Your goal —
Starting at the top of the entries below, set down each line exactly as written, and stop after the line containing "thread and exposes".

Dataset entries
::::::::::

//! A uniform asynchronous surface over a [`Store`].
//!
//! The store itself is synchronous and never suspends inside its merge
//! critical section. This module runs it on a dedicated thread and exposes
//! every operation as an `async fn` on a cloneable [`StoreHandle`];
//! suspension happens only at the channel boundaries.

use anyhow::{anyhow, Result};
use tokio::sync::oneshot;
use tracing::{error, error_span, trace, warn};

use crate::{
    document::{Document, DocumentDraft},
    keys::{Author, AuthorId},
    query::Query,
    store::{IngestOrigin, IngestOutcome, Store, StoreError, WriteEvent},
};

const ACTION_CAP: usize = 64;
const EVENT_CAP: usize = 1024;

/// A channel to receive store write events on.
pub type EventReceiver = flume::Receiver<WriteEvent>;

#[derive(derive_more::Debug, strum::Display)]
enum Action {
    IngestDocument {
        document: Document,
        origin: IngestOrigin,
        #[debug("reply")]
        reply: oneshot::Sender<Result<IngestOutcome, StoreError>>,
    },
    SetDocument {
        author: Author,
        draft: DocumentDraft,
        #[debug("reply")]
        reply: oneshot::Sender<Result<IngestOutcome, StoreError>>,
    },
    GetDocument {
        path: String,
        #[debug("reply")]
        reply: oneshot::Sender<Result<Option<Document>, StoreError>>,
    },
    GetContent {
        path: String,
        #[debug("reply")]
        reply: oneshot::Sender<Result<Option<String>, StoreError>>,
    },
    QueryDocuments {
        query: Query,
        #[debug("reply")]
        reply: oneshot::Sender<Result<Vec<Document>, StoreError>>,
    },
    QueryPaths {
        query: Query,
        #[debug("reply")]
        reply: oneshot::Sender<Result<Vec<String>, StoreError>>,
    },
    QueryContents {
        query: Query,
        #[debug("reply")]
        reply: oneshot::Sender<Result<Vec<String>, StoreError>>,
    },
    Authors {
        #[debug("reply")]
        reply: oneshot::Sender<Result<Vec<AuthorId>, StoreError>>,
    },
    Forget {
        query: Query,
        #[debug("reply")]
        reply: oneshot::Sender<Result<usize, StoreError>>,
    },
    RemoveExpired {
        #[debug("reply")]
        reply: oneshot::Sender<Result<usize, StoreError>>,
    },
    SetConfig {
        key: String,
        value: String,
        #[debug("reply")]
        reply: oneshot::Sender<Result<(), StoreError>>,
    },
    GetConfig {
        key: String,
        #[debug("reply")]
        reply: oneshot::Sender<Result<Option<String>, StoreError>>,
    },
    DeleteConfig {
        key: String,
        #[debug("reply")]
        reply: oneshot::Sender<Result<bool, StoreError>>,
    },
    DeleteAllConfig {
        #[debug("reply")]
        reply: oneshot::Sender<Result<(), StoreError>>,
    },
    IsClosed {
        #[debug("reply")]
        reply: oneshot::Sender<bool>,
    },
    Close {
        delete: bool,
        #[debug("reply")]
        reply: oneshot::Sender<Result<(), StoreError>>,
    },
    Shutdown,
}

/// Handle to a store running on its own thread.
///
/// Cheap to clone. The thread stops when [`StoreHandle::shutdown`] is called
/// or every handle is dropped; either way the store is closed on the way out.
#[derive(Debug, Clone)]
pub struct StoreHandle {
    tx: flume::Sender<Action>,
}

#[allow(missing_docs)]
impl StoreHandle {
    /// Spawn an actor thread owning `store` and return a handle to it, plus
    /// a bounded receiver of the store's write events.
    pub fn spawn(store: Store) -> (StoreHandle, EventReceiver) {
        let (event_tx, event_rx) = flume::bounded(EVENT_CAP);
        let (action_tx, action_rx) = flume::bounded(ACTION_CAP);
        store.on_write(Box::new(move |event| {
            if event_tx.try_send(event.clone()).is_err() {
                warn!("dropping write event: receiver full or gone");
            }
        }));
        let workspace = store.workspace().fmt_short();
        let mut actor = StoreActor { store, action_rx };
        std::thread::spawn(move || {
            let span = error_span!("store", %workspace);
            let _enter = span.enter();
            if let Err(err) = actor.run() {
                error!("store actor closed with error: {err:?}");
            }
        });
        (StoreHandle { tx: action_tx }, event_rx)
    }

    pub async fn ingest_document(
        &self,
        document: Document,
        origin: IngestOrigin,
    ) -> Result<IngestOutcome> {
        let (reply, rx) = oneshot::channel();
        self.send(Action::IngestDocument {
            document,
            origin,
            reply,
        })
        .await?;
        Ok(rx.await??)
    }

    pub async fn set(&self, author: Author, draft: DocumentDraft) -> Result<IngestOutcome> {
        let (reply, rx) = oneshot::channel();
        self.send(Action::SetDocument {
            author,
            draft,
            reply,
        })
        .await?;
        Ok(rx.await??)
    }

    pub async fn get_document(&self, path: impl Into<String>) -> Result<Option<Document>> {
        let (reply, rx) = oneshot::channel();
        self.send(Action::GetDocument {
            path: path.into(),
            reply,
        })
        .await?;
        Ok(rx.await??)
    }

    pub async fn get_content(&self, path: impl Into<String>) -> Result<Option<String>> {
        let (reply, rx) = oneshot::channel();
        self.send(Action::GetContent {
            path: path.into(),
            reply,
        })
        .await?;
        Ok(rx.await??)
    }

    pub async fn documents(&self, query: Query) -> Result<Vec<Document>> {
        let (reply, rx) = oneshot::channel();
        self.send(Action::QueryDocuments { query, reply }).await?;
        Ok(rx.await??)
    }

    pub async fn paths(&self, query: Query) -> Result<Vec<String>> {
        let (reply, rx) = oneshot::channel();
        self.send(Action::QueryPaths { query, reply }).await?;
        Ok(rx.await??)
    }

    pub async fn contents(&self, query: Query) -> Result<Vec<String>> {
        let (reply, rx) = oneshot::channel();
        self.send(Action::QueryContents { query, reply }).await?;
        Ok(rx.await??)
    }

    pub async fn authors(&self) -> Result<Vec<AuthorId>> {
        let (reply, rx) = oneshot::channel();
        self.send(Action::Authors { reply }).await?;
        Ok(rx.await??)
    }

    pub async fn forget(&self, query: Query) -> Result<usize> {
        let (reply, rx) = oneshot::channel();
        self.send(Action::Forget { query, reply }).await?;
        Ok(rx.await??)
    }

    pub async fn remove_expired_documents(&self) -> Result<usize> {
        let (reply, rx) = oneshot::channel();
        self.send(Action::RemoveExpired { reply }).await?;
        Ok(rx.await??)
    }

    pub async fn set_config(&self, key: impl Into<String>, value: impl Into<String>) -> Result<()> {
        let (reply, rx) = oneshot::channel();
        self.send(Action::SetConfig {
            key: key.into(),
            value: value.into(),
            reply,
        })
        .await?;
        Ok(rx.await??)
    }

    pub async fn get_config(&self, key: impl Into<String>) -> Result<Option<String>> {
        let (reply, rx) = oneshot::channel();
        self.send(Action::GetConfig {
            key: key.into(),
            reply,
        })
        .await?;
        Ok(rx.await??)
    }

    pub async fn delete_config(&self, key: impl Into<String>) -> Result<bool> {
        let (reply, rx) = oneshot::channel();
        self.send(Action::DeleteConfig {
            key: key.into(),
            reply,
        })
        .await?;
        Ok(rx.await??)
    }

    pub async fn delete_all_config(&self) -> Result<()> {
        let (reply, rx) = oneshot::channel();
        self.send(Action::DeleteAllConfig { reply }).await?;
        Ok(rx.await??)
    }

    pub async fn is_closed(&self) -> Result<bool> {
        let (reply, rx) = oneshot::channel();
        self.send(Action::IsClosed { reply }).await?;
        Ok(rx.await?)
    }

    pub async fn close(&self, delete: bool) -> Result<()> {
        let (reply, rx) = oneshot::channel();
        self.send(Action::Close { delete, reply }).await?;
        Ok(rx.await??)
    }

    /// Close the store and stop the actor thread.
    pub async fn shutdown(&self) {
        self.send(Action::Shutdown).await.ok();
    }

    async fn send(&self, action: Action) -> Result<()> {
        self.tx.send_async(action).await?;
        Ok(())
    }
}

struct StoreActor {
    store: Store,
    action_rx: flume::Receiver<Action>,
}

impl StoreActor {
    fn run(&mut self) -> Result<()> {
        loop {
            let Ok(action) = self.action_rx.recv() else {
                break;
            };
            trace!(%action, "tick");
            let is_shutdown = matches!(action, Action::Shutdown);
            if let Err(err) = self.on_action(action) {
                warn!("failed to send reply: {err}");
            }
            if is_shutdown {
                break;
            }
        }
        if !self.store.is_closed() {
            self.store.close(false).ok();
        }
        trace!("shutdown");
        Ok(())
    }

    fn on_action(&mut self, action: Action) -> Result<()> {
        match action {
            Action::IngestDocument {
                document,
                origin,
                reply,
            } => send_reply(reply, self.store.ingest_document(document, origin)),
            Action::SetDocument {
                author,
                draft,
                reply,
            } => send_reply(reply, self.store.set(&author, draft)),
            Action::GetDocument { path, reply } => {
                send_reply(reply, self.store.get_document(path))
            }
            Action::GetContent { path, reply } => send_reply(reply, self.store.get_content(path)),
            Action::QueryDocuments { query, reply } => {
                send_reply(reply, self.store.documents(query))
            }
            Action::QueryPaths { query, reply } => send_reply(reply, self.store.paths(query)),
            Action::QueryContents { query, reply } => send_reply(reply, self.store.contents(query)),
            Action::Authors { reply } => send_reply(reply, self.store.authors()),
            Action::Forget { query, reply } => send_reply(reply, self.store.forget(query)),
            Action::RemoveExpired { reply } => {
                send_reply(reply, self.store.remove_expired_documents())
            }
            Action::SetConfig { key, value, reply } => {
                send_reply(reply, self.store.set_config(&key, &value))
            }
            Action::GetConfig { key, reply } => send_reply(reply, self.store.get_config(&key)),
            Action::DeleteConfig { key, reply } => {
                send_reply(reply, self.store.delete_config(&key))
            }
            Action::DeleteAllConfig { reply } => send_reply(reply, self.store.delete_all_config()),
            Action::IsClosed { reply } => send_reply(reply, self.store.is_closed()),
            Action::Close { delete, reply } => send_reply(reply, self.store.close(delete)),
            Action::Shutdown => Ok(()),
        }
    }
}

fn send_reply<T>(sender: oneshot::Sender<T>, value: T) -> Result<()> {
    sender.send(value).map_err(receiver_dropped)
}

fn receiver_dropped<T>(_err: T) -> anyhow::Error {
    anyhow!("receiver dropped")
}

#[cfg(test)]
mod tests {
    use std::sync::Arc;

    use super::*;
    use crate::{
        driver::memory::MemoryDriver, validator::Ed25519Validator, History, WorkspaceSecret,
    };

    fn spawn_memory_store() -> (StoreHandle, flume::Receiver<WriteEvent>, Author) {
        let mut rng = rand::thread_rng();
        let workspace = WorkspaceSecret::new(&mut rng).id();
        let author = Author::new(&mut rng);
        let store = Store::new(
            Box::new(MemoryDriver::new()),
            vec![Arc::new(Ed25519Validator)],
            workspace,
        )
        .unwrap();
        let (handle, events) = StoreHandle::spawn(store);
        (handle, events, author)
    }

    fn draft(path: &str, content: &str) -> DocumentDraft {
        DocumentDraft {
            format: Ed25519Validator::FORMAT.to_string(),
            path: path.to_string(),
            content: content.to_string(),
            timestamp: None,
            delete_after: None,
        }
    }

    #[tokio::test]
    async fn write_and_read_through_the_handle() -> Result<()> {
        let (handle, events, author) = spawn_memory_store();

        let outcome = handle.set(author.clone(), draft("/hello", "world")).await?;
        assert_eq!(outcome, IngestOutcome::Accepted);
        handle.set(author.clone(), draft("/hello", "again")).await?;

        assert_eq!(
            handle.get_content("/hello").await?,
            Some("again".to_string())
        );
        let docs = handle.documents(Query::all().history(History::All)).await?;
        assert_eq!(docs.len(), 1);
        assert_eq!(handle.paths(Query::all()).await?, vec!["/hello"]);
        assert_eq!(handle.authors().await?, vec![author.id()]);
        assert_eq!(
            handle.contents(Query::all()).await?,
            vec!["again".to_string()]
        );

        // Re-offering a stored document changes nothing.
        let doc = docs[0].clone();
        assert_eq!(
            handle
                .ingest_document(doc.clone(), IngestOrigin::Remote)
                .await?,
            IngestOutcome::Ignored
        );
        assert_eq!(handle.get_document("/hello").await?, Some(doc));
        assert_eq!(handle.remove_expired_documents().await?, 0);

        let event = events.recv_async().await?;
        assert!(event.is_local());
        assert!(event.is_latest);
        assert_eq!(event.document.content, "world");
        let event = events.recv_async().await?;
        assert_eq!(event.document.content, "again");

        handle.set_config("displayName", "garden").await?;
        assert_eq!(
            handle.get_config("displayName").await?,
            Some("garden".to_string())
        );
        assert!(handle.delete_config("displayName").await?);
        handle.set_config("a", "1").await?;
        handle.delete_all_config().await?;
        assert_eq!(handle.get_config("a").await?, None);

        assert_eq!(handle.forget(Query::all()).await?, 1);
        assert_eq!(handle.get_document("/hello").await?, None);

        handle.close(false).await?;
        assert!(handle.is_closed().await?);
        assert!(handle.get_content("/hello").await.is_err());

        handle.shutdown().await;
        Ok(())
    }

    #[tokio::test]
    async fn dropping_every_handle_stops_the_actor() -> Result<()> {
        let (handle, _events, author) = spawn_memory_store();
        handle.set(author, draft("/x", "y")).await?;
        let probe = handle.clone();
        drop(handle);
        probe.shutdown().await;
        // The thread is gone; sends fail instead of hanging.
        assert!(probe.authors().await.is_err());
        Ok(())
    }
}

::::::::::

Output below —
//! A uniform asynchronous surface over a [`Store`].
//!
//! The store itself is synchronous and never suspends inside its merge
//! critical section. This module runs it on a dedicated thread and exposes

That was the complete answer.